Last updated on August 1, 2017
Phone text (SMS) messages claim that the recipient has won a substantial sum of money in an online lottery or promotion.
There are no prizes and the lotteries or promotions mentioned in the messages do not exist. The messages are lures used to entice recipients into replying to scammers and sending them money and personal information.
From Google Promo (GOOGLEPROMOASIA) +1 517-826-4723
Congratulation! Your mobile # won 1 MILLION USD in the GOOGLE PROMO.Send Name,Address & Winning Pin (US42W7) to [Address removed]Text back to chat OR reply “!leave” to exit
“Congratulations! Your mobile number has won the sum of $1,000,000 in our Atlantic Mobile Lotto. Contact us via email on [address removed] for claim.
Your mobile Number has WON £1, 615,000 Million Pounds in Apple iPhone UK. Ref No:NK115G. For claim Email your name, Country & Occupation to:
Advance fee scammers now commonly use phone text (SMS) messages as well as email and social media messages as a means of gaining new victims. These unsolicited text messages claim that the recipient’s mobile phone number has been selected as the winning entry in a lottery or promotion. The texts claim that the “lucky” recipient has won a substantial sum of money or, in some versions, a valuable prize such as a car. To claim their prize, recipients are instructed to reply, call or email via contact details included in the message.

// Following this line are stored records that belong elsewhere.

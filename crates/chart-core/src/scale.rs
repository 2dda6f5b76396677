// File: crates/chart-core/src/scale.rs
// Summary: Index (X) and Value (Y) scale transforms between data space and pixels.

use crate::error::{ChartError, ChartResult};
use crate::geometry::clamp;
use crate::types::PlotArea;

/// Logical X coordinate (position in the observation sequence).
pub type Logical = f64;
/// Value Y coordinate (observation value).
pub type Value = f64;

/// Forward and inverse pixel mapping along one axis.
pub trait ScaleTransform {
    type Domain;
    fn to_px(&self, v: Self::Domain) -> f64;
    fn from_px(&self, px: f64) -> Self::Domain;
}

/// Horizontal scale placing `count` evenly spaced indices between the paddings.
#[derive(Clone, Copy, Debug, PartialEq)]
pub struct IndexScale {
    pub left_px: f64,
    pub span_px: f64,
    pub count: usize,
}

impl IndexScale {
    pub fn new(area: &PlotArea, count: usize) -> ChartResult<Self> {
        if count < 2 {
            return Err(ChartError::TooFewObservations { len: count });
        }
        Ok(Self { left_px: area.left(), span_px: area.inner_width(), count })
    }

    #[inline]
    pub fn last_index(&self) -> usize { self.count - 1 }

    /// Nearest index to a pixel column, clamped to the sequence.
    pub fn nearest_index(&self, px: f64) -> usize {
        let i = self.from_px(px).round();
        if !i.is_finite() { return 0; }
        clamp(i, 0.0, self.last_index() as f64) as usize
    }
}

impl ScaleTransform for IndexScale {
    type Domain = Logical;

    #[inline]
    fn to_px(&self, i: Logical) -> f64 {
        i / self.last_index() as f64 * self.span_px + self.left_px
    }

    #[inline]
    fn from_px(&self, px: f64) -> Logical {
        (px - self.left_px) / self.span_px * self.last_index() as f64
    }
}

/// Vertical value scale mapping [vmin, vmax] onto [bottom, top] pixels.
/// A zero-width range collapses onto the vertical middle of the drawing.
#[derive(Clone, Copy, Debug, PartialEq)]
pub struct ValueScale {
    pub height_px: f64,
    pub padding_px: f64,
    pub vmin: Value,
    pub vmax: Value,
}

impl ValueScale {
    pub fn new(area: &PlotArea, vmin: Value, vmax: Value) -> Self {
        Self { height_px: area.height, padding_px: area.padding, vmin, vmax }
    }

    /// Data range padded by `margin` on both sides.
    pub fn with_margin(area: &PlotArea, lo: Value, hi: Value, margin: f64) -> ChartResult<Self> {
        if !margin.is_finite() || margin < 0.0 {
            return Err(ChartError::InvalidMargin(margin));
        }
        Ok(Self::new(area, lo - margin, hi + margin))
    }

    pub fn is_degenerate(&self) -> bool { self.vmax == self.vmin }

    #[inline]
    fn inner_px(&self) -> f64 { self.height_px - 2.0 * self.padding_px }
}

impl ScaleTransform for ValueScale {
    type Domain = Value;

    #[inline]
    fn to_px(&self, v: Value) -> f64 {
        if self.is_degenerate() {
            return self.height_px * 0.5;
        }
        self.height_px - (v - self.vmin) / (self.vmax - self.vmin) * self.inner_px() - self.padding_px
    }

    #[inline]
    fn from_px(&self, py: f64) -> Value {
        if self.is_degenerate() {
            return self.vmin;
        }
        self.vmin + (self.height_px - self.padding_px - py) / self.inner_px() * (self.vmax - self.vmin)
    }
}

#[cfg(test)]
mod tests {
    use super::*;

    #[test]
    fn index_scale_endpoints_and_inverse() {
        let s = IndexScale::new(&PlotArea::default(), 38).unwrap();
        assert_eq!(s.to_px(0.0), 40.0);
        assert_eq!(s.to_px(37.0), 560.0);
        assert_eq!(s.nearest_index(-100.0), 0);
        assert_eq!(s.nearest_index(1e6), 37);
        assert_eq!(s.nearest_index(s.to_px(12.0) + 3.0), 12);
    }

    #[test]
    fn value_scale_inverse_round_trips() {
        let s = ValueScale::with_margin(&PlotArea::default(), 110.0, 220.0, 20.0).unwrap();
        for v in [90.0, 115.0, 160.0, 240.0] {
            assert!((s.from_px(s.to_px(v)) - v).abs() < 1e-9);
        }
    }

    #[test]
    fn zero_range_is_midline() {
        let s = ValueScale::with_margin(&PlotArea::default(), 5.0, 5.0, 0.0).unwrap();
        assert!(s.is_degenerate());
        assert_eq!(s.to_px(5.0), 150.0);
        assert_eq!(s.to_px(1e9), 150.0);
    }

    #[test]
    fn negative_margin_rejected() {
        assert_eq!(
            ValueScale::with_margin(&PlotArea::default(), 0.0, 1.0, -1.0),
            Err(ChartError::InvalidMargin(-1.0))
        );
    }
}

In reality, the lotteries or promotions mentioned in the text messages do not exist. There is no prize. The promised prize is simply the bait used to entice recipients into contacting the criminals responsible for the scam. Those who fall for the ruse and make contact as instructed will soon be asked to send money, ostensibly in order to allow the release and transfer of the supposed prize. The scammers will claim that this money is required to cover expenses such as tax, legal, insurance or banking fees. They will insist that these fees cannot be deducted from the prize itself. If a victim complies and sends the first fee requested, the scammers will invent other “expenses” that must be paid in advance before the prize can be handed over. Requests for money are likely to continue until the victim belatedly realises that he or she is being conned or, in some sad cases, simply runs out of money to send. During the course of the scam, the victim may also inadvertently hand over a substantial amount of personal and financial information, supposedly as a means of proving identity and allowing transfer of the “prize money”. The scammers may subsequently use this information to steal their victim’s identity.
Advance fee lottery scams are certainly not new. Like other types of advance fee scam, they have been around for many years. Advance fee scammers use a variety of methods to reach potential victims, including email, surface mail, fax, social networking and, as in the versions discussed here, SMS. The scammers often claim that the prize or promotion is connected to a high-profile company such as Google or Microsoft. The scammers use the names, and, sometimes, the logos and trademarks of such companies without permission as a means of making their claims seem more legitimate. In other cases, the scammers may claim that their scam message is from a real lottery entity such as the UK’s National Lottery. Again the scammers use the names and details of these lottery entities without their permission or knowledge.
People need to be very cautious of any unsolicited message that claims that they have won money or a prize in some form of lottery or promotion that they have never even entered. Be wary of any message in any format that claims that your name, phone number or email address has been randomly selected as the winner of a substantial prize. Genuine lotteries do not operate in this manner. If you receive such a scam message, do not reply or respond to the scammers in any way.